Avant même que le match n'ait lieu, l'engouement est présent mais plus au vu de l'excellence de la storyline passée que par l'actuelle. Car, là réside la plus grande force et faiblesse du Fiend : il s'agit d'un personnage complexe dans l'écriture mais aussi compliqué, plus orienté sur ce qu'il est comme personnage que sur ses actions. À l'inverse, Seth Rollins est plus orienté sur ses compétences in-ring que sur ce qu'il est comme personnage. Attention, les deux sont d'excellents catcheurs et ils sont tous deux capables de nous proposer des rencontres d'une qualité extraordinaire. Hélas, dans un délai aussi court, c'est un peu comme si un duo voulait vous raconter une histoire mais où chacun parlait une langue différente. Il aurait donc fallu user d'artifices pour gommer leurs faiblesses respectives et surtout ne pas agir dans la précipitation. Pas besoin de vous dire que copier-coller la progression utilisée pour Summerslam n'était pas la meilleure idée ...
Arrive enfin le pay-per-view tant attendu, où les humains s'enferment en enfer dans ces cages en fer ; il fut la preuve qu'une gifle bien sentie peut faire plus mal que les châtiments infernaux qu'on nous avait promis. En dépit de toutes cohérences et de l'historique hardcore de la stipulation, le match se conclut de la seule façon qui ne satisfait personne : un arrêt de l'arbitre par crainte pour la santé d'un compétiteur (certain que Mankind aurait apprécié une telle clémence 21 ans plus tôt ... ou pas d'ailleurs).

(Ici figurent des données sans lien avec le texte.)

//! TOML engine settings.
//!
//! Every section is optional. A file that is missing or fails to parse
//! yields the defaults, unless the path was given explicitly.

use std::path::Path;

use almanac_compute::{CacheConfig, EngineConfig, ProviderConfig, SchedulerConfig};
use almanac_core::ScopeConfig;
use almanac_notify::NotifyConfig;
use serde::Deserialize;
use thiserror::Error;
use tracing::{info, warn};

#[derive(Error, Debug)]
pub enum SettingsError {
    #[error("Cannot read settings file {path}: {source}")]
    Read {
        path: String,
        #[source]
        source: std::io::Error,
    },

    #[error("Invalid settings: {0}")]
    Parse(#[from] toml::de::Error),

    #[error("Duplicate scope id '{0}'")]
    DuplicateScope(String),
}

#[derive(Debug, Clone, Default, Deserialize)]
pub struct Settings {
    #[serde(default)]
    pub cache: CacheConfig,
    #[serde(default)]
    pub scheduler: SchedulerConfig,
    #[serde(default)]
    pub provider: ProviderConfig,
    #[serde(default)]
    pub notify: NotifyConfig,
    #[serde(default)]
    pub scopes: Vec<ScopeConfig>,
}

impl Settings {
    pub fn from_toml(text: &str) -> Result<Self, SettingsError> {
        let settings: Settings = toml::from_str(text)?;
        let mut seen = std::collections::HashSet::new();
        for scope in &settings.scopes {
            if !seen.insert(scope.id.as_str()) {
                return Err(SettingsError::DuplicateScope(scope.id.clone()));
            }
        }
        Ok(settings)
    }

    /// Read and parse `path`, failing on any error.
    pub fn read(path: &Path) -> Result<Self, SettingsError> {
        let text = std::fs::read_to_string(path).map_err(|source| SettingsError::Read {
            path: path.display().to_string(),
            source,
        })?;
        Self::from_toml(&text)
    }

    /// Read `path`. When `explicit` is false a missing or broken file falls
    /// back to the defaults with a warning; otherwise it is an error.
    pub fn load(path: &Path, explicit: bool) -> Result<Self, SettingsError> {
        let text = match std::fs::read_to_string(path) {
            Ok(text) => text,
            Err(source) if explicit => {
                return Err(SettingsError::Read {
                    path: path.display().to_string(),
                    source,
                })
            }
            Err(e) => {
                warn!(path = %path.display(), error = %e, "Settings file not readable, using defaults");
                return Ok(Self::default());
            }
        };

        match Self::from_toml(&text) {
            Ok(settings) => {
                info!(
                    path = %path.display(),
                    scopes = settings.scopes.len(),
                    "Settings loaded"
                );
                Ok(settings)
            }
            Err(e) => {
                warn!(path = %path.display(), error = %e, "Failed to parse settings, using defaults");
                Ok(Self::default())
            }
        }
    }

    pub fn engine_config(&self) -> EngineConfig {
        EngineConfig {
            cache: self.cache.clone(),
            scheduler: self.scheduler.clone(),
            provider: self.provider.clone(),
        }
    }
}
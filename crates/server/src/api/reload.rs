//! Re-apply the scopes of the settings file on demand.

use std::sync::Arc;

use almanac_compute::BuildReport;
use axum::extract::State;
use axum::http::StatusCode;
use axum::Json;

use super::{api_error, ApiError};
use crate::reload::ReloadError;
use crate::state::AppState;

pub async fn reload(State(state): State<Arc<AppState>>) -> Result<Json<BuildReport>, ApiError> {
    let reloader = state
        .reloader
        .as_ref()
        .ok_or_else(|| api_error(StatusCode::CONFLICT, "server was not started from a settings file"))?;
    match reloader.reload().await {
        Ok(report) => Ok(Json(report)),
        Err(ReloadError::Settings(e)) => Err(api_error(StatusCode::UNPROCESSABLE_ENTITY, e.to_string())),
        Err(ReloadError::Compute(e)) => Err(super::almanac::compute_error(e)),
    }
}
//! Delivery of countdown notifications.
//!
//! This crate provides:
//! - `Notifier` trait for pluggable delivery channels
//! - Webhook and log notifier implementations
//! - Minijinja rendering of notification messages
//! - `Dispatcher` that routes a notification to the channel named by its service id

pub mod config;
pub mod dispatcher;
pub mod log;
pub mod templating;
pub mod traits;
pub mod webhook;

pub use config::{ChannelConfig, ChannelKind, NotifyConfig};
pub use dispatcher::Dispatcher;
pub use templating::MessageContext;
pub use traits::{DispatchResult, Notification, Notifier, NotifyError};
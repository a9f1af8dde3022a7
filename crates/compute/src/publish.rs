//! Hand-off of recomputed field state to the host.

use std::collections::BTreeMap;

use async_trait::async_trait;
use chrono::NaiveDateTime;
use serde::Serialize;
use tokio::sync::broadcast;
use tracing::debug;

use crate::registry::{FieldId, FieldState};

/// One field's new state, as seen by the host.
#[derive(Debug, Clone, PartialEq, Serialize)]
pub struct FieldUpdate {
    pub id: FieldId,
    pub value: Option<String>,
    pub attributes: BTreeMap<String, String>,
    pub available: bool,
    pub is_main: bool,
    pub updated_at: Option<NaiveDateTime>,
}

impl FieldUpdate {
    pub fn new(id: FieldId, is_main: bool, state: &FieldState) -> Self {
        Self {
            id,
            value: state.value.clone(),
            attributes: state.attributes.clone(),
            available: state.available,
            is_main,
            updated_at: state.last_updated_at,
        }
    }

    /// The field was torn down and should disappear from the host.
    pub fn retired(id: FieldId, is_main: bool) -> Self {
        Self {
            id,
            value: None,
            attributes: BTreeMap::new(),
            available: false,
            is_main,
            updated_at: None,
        }
    }
}

/// Receives every stored field state. Implementations must not block.
#[async_trait]
pub trait StatePublisher: Send + Sync {
    async fn publish(&self, update: &FieldUpdate);
}

/// Logs updates at debug level. The default when no host is attached.
#[derive(Debug, Default)]
pub struct TracingPublisher;

#[async_trait]
impl StatePublisher for TracingPublisher {
    async fn publish(&self, update: &FieldUpdate) {
        debug!(
            field = %update.id,
            value = update.value.as_deref().unwrap_or(""),
            available = update.available,
            "field published"
        );
    }
}

/// Fans updates out to any number of subscribers. Lagging subscribers lose
/// the oldest updates.
pub struct BroadcastPublisher {
    tx: broadcast::Sender<FieldUpdate>,
}

impl BroadcastPublisher {
    pub fn new(capacity: usize) -> Self {
        let (tx, _) = broadcast::channel(capacity.max(1));
        Self { tx }
    }

    pub fn subscribe(&self) -> broadcast::Receiver<FieldUpdate> {
        self.tx.subscribe()
    }
}

#[async_trait]
impl StatePublisher for BroadcastPublisher {
    async fn publish(&self, update: &FieldUpdate) {
        // No subscribers is fine.
        let _ = self.tx.send(update.clone());
    }
}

Non content de nuire encore plus la mystique du Fiélon, il est ensuite décidé de le drafter à Smackdown. Omettant le fait que le Fiend est bien serviable pour quitter sa cible de vue, juste parce qu'on lui a demandé ; la WWE en rajoute une couche en nous annonçant la revanche à Crown Jewel ... pour le titre de Raw ... et avec un Lesnar déjà présent à Smackdown. L'engouement est étrangement moins intense que précédemment.
Et là, le Fiend gagne le titre dans un mélange de désarroi et d'incompréhension. Espérons qu'il ne va pas le perdre de façon totalement ridicule plus tard.
*soupir*
Bref, pour conclure, j'espère que vous avoir rappelé cette storyline ne vous écoeurera pas pour la suite (je vous rassure, on se concentrera sur une rivalité infiniment supérieure) et que je vous ai aidés à comprendre pourquoi personne n'a aimé cette histoire. S'il y a une leçon à retenir de cette expérience ratée, c'est qu'il est primordial de ne pas de jeter dans une écriture bâclée uniquement par peur de voir le public s'en désintéresser. Si vous avez réussi à capter son attention, il saura se montrer patient. Il suffit de continuer à lui donner envie de revenir.